## Data excerpts

++++

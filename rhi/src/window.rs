use std::fmt;

use vulkanalia::prelude::v1_0::*;
use vulkanalia::window as vk_window;
use winit::window::Window;

pub trait PresentationWindow: fmt::Debug {
    /// Current drawable size in pixels. Zero in either dimension while minimized.
    fn framebuffer_size(&self) -> (u32, u32);

    fn required_instance_extensions(&self) -> &'static [&'static vk::ExtensionName];

    unsafe fn create_surface(&self, instance: &Instance) -> Result<vk::SurfaceKHR, vk::ErrorCode>;
}

impl PresentationWindow for Window {
    fn framebuffer_size(&self) -> (u32, u32) {
        let size = self.inner_size();
        (size.width, size.height)
    }

    fn required_instance_extensions(&self) -> &'static [&'static vk::ExtensionName] {
        vk_window::get_required_instance_extensions(self)
    }

    unsafe fn create_surface(&self, instance: &Instance) -> Result<vk::SurfaceKHR, vk::ErrorCode> {
        vk_window::create_surface(instance, self, self)
    }
}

++++

## INSTRUCTIONS FOR THE TASK
Your reply is to repeat, unchanged, the lines above running from the one with "use std::fmt;" up to and including the one with "fn framebuffer_size(&self) -> (u32, u32);".

## EXERCISE RESULT
use std::fmt;

use vulkanalia::prelude::v1_0::*;
use vulkanalia::window as vk_window;
use winit::window::Window;

pub trait PresentationWindow: fmt::Debug {
    /// Current drawable size in pixels. Zero in either dimension while minimized.
    fn framebuffer_size(&self) -> (u32, u32);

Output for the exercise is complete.